* [ASSIGNMENT]: Exactly as they appear, copy the lines from the start of the entries below to the line containing "#![warn(unreachable_pub)]", both ends included.

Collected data
= Beginning of Section =
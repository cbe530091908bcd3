//! docweave Core - project-level orchestration
//!
//! Runs the syntax, snippet and rewrite layers over whole projects:
//! - Discovers source files, honoring `.gitignore`
//! - Extracts snippets from every file in parallel
//! - Enumerates tests that should exist but do not
//! - Generates documentation text with bounded concurrency and retries
//! - Injects it, validates each rewritten file and writes it once
//!
//! # Example
//!
//! ```rust,no_run
//! use docweave_core::prelude::*;
//! use std::path::Path;
//!
//! # async fn example() -> Result<(), EngineError> {
//! let engine = Engine::new(EngineConfig::new().with_concurrency(4));
//! let generator = ScriptedGenerator::new().with_fallback("Handle");
//!
//! let options = DocumentOptions { dry_run: true, ..DocumentOptions::default() };
//! let report = engine.document(Path::new("src"), &generator, options).await?;
//! println!("{} snippets documented", report.documented.len());
//! # Ok(())
//! # }
//! ```

#![warn(missing_docs)]
#![warn(unreachable_pub)]

pub mod config;
pub mod error;
pub mod generator;
pub mod pipeline;
pub mod retry;
pub mod walk;

// Re-exports for convenience
pub use config::{EngineConfig, GeneratorConfig, RetryConfig, CONFIG_FILE_NAME};
pub use error::{EngineError, GenerationError};
pub use generator::{
    build_prompt, generate_with_retry, parse_completion, DocGenerator, OpenAiGenerator,
    ScriptedGenerator,
};
pub use pipeline::{
    BatchReport, Collection, DocumentOptions, Engine, FileRewrite, NeededTestRow, ReportEntry,
    SourceFile,
};
pub use retry::RetryPolicy;
pub use walk::{find_project_root, FileWalker, IgnoreWalker, ALWAYS_IGNORE, PROJECT_MARKERS};

/// Prelude module for common imports
pub mod prelude {
    //! Common imports for running docweave over a project
    pub use crate::{
        BatchReport, DocGenerator, DocumentOptions, Engine, EngineConfig, EngineError,
        FileWalker, GenerationError, IgnoreWalker, OpenAiGenerator, RetryPolicy,
        ScriptedGenerator,
    };
}

/// Version of this crate
pub const VERSION: &str = env!("CARGO_PKG_VERSION");
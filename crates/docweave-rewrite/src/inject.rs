//! Documentation literal injection
//!
//! Two insertion points are supported:
//!
//! - **File header**: first module statement, after a shebang and/or an
//!   encoding declaration
//! - **Definition body**: first body statement, directly after the line
//!   holding the `:` that ends the (possibly multi-line) header
//!
//! Every candidate is checked by [`crate::validate`] before it is returned; a
//! rejected candidate is never handed out.

use crate::docstring::docstring_lines;
use crate::edit::LineChange;
use crate::error::{InjectError, ValidationError};
use crate::validate::{validate_equivalence, validate_replacement};
use docweave_syntax::{leading_whitespace, parse, NodeId, NodeKind, SyntaxTree};
use once_cell::sync::Lazy;
use regex::Regex;
use serde::{Deserialize, Serialize};
use tracing::debug;

/// PEP 263 encoding declaration
static CODING: Lazy<Regex> = Lazy::new(|| {
    Regex::new(r"^[ \t\x0c]*#.*?coding[:=][ \t]*[-_.a-zA-Z0-9]+").expect("static regex is valid")
});

/// Lines a body is indented past its header when nothing else says otherwise
const DEFAULT_INDENT: &str = "    ";

/// What to do when the target already has a documentation literal
#[derive(Debug, Clone, Copy, PartialEq, Eq, Hash, Default, Serialize, Deserialize)]
#[serde(rename_all = "kebab-case")]
pub enum ExistingDocPolicy {
    /// Leave the target unchanged
    #[default]
    Skip,
    /// Swap the existing literal for the new one
    Replace,
}

/// Successful injection
#[derive(Debug, Clone, PartialEq, Eq)]
pub struct AppliedInjection {
    /// Validated candidate text
    pub text: String,
    /// The line change that produced `text` from the input
    pub change: LineChange,
}

impl AppliedInjection {
    /// Lines every position after the insertion point moved by
    #[inline]
    #[must_use]
    pub fn shift(&self) -> isize {
        self.change.delta()
    }
}

/// Outcome of an injection request
#[derive(Debug, Clone, PartialEq, Eq)]
pub enum Injection {
    /// Literal inserted (or replaced) and validated
    Applied(AppliedInjection),
    /// Target already documented and the policy says skip
    AlreadyDocumented {
        /// Line of the existing literal
        line: usize,
    },
}

impl Injection {
    /// The applied injection, if any
    #[must_use]
    pub fn applied(self) -> Option<AppliedInjection> {
        match self {
            Self::Applied(applied) => Some(applied),
            Self::AlreadyDocumented { .. } => None,
        }
    }
}

/// Inserts documentation literals under an existing-documentation policy
#[derive(Debug, Clone, Copy, Default)]
pub struct DocInjector {
    policy: ExistingDocPolicy,
}

impl DocInjector {
    /// Create injector that skips documented targets
    #[must_use]
    pub fn new() -> Self {
        Self::default()
    }

    /// Set the existing-documentation policy
    #[must_use]
    pub fn with_policy(mut self, policy: ExistingDocPolicy) -> Self {
        self.policy = policy;
        self
    }

    /// Current policy
    #[inline]
    #[must_use]
    pub fn policy(&self) -> ExistingDocPolicy {
        self.policy
    }

    /// Insert `doc` as the module's documentation literal
    ///
    /// # Errors
    /// - `InjectError::EmptyDocstring` if `doc` is blank
    /// - `InjectError::Parse` if `source` does not parse
    /// - `InjectError::SharedDocstringLine` when replacing a literal that shares its lines
    /// - `InjectError::Validation` if the candidate is rejected
    pub fn inject_module(&self, source: &str, doc: &str) -> Result<Injection, InjectError> {
        let tree = parse(source)?;
        let root = tree.root();

        let Some(existing) = tree.leading_docstring(root) else {
            let at = preamble_lines(source) + 1;
            let change = LineChange::insertion(at, docstring_lines(doc, "")?);
            return self.finish(source, change, validate_equivalence);
        };

        self.handle_existing(&tree, existing, doc)
    }

    /// Insert `doc` as the first body statement of the definition whose
    /// `def`/`class` keyword is on `header_line`
    ///
    /// # Errors
    /// - `InjectError::EmptyDocstring` if `doc` is blank
    /// - `InjectError::Parse` if `source` does not parse
    /// - `InjectError::NoDefinitionAt` if no definition starts on `header_line`
    /// - `InjectError::BodyOnHeaderLine` if the body shares the header's last line
    /// - `InjectError::SharedDocstringLine` when replacing a literal that shares its lines
    /// - `InjectError::Validation` if the candidate is rejected
    pub fn inject_definition(
        &self,
        source: &str,
        header_line: usize,
        doc: &str,
    ) -> Result<Injection, InjectError> {
        let tree = parse(source)?;
        let definition = tree
            .definitions()
            .find(|&id| tree.node(id).start().line == header_line)
            .ok_or(InjectError::NoDefinitionAt { line: header_line })?;

        if let Some(existing) = tree.leading_docstring(definition) {
            return self.handle_existing(&tree, existing, doc);
        }

        let body = tree
            .body(definition)
            .ok_or(InjectError::NoDefinitionAt { line: header_line })?;
        let header_end = header_end_line(&tree, definition, body);
        let first = tree
            .statements(body)
            .next()
            .ok_or(InjectError::BodyOnHeaderLine { line: header_end })?;

        let first_line = tree.node(first).start().line;
        if first_line <= header_end {
            return Err(InjectError::BodyOnHeaderLine { line: header_end });
        }

        let header_indent = line_at(source, tree.node(definition).start().line)
            .map(leading_whitespace)
            .unwrap_or_default();
        let body_indent = line_at(source, first_line)
            .map(leading_whitespace)
            .filter(|indent| indent.len() > header_indent.len())
            .map_or_else(|| format!("{header_indent}{DEFAULT_INDENT}"), str::to_string);

        let change = LineChange::insertion(header_end + 1, docstring_lines(doc, &body_indent)?);
        self.finish(source, change, validate_equivalence)
    }

    fn handle_existing(
        &self,
        tree: &SyntaxTree,
        existing: NodeId,
        doc: &str,
    ) -> Result<Injection, InjectError> {
        let node = tree.node(existing);
        let line = node.start().line;

        match self.policy {
            ExistingDocPolicy::Skip => {
                debug!(line, "Target already documented, skipping");
                Ok(Injection::AlreadyDocumented { line })
            }
            ExistingDocPolicy::Replace => {
                let source = tree.source();
                let range = node.byte_range();
                let before = &source[line_start(source, range.start)..range.start];
                let after = &source[range.end..line_end(source, range.end)];
                if !before.trim().is_empty() || !after.trim().is_empty() {
                    return Err(InjectError::SharedDocstringLine { line });
                }

                let indent = leading_whitespace(before);
                let remove = node.last_line() - line + 1;
                let change = LineChange::replacement(line, remove, docstring_lines(doc, indent)?);
                self.finish(source, change, |original, candidate| {
                    validate_replacement(original, candidate, 1)
                })
            }
        }
    }

    fn finish<V>(&self, source: &str, change: LineChange, validate: V) -> Result<Injection, InjectError>
    where
        V: Fn(&str, &str) -> Result<(), ValidationError>,
    {
        let text = change.apply(source)?;
        validate(source, &text)?;
        debug!(at = change.at, lines = change.insert.len(), "Injected documentation literal");
        Ok(Injection::Applied(AppliedInjection { text, change }))
    }
}

/// Number of leading shebang and encoding-declaration lines
#[must_use]
pub fn preamble_lines(source: &str) -> usize {
    let mut count = 0;
    for (index, line) in source.lines().take(2).enumerate() {
        if (index == 0 && line.starts_with("#!")) || CODING.is_match(line) {
            count = index + 1;
        } else if !line.trim_start().starts_with('#') {
            break;
        }
    }
    count
}

/// Line of the `:` token that closes a definition header
///
/// Parameters, bases and the return annotation are named nodes, so the last
/// anonymous token ahead of the body is that colon.
fn header_end_line(tree: &SyntaxTree, definition: NodeId, body: NodeId) -> usize {
    tree.children(definition)
        .iter()
        .copied()
        .take_while(|&child| child != body)
        .filter(|&child| tree.kind(child) == NodeKind::Token)
        .last()
        .map_or_else(|| tree.node(definition).start().line, |colon| tree.node(colon).start().line)
}

fn line_at(source: &str, line: usize) -> Option<&str> {
    source.lines().nth(line.checked_sub(1)?)
}

fn line_start(source: &str, offset: usize) -> usize {
    source[..offset].rfind('\n').map_or(0, |index| index + 1)
}

fn line_end(source: &str, offset: usize) -> usize {
    source[offset..].find('\n').map_or(source.len(), |index| offset + index)
}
= End of Section =
* [TASK SOLUTION]:
repository cbe530091908bcd3
//! docweave Core - project-level orchestration
//!
//! Runs the syntax, snippet and rewrite layers over whole projects:
//! - Discovers source files, honoring `.gitignore`
//! - Extracts snippets from every file in parallel
//! - Enumerates tests that should exist but do not
//! - Generates documentation text with bounded concurrency and retries
//! - Injects it, validates each rewritten file and writes it once
//!
//! # Example
//!
//! ```rust,no_run
//! use docweave_core::prelude::*;
//! use std::path::Path;
//!
//! # async fn example() -> Result<(), EngineError> {
//! let engine = Engine::new(EngineConfig::new().with_concurrency(4));
//! let generator = ScriptedGenerator::new().with_fallback("Handle");
//!
//! let options = DocumentOptions { dry_run: true, ..DocumentOptions::default() };
//! let report = engine.document(Path::new("src"), &generator, options).await?;
//! println!("{} snippets documented", report.documented.len());
//! # Ok(())
//! # }
//! ```

#![warn(missing_docs)]
#![warn(unreachable_pub)]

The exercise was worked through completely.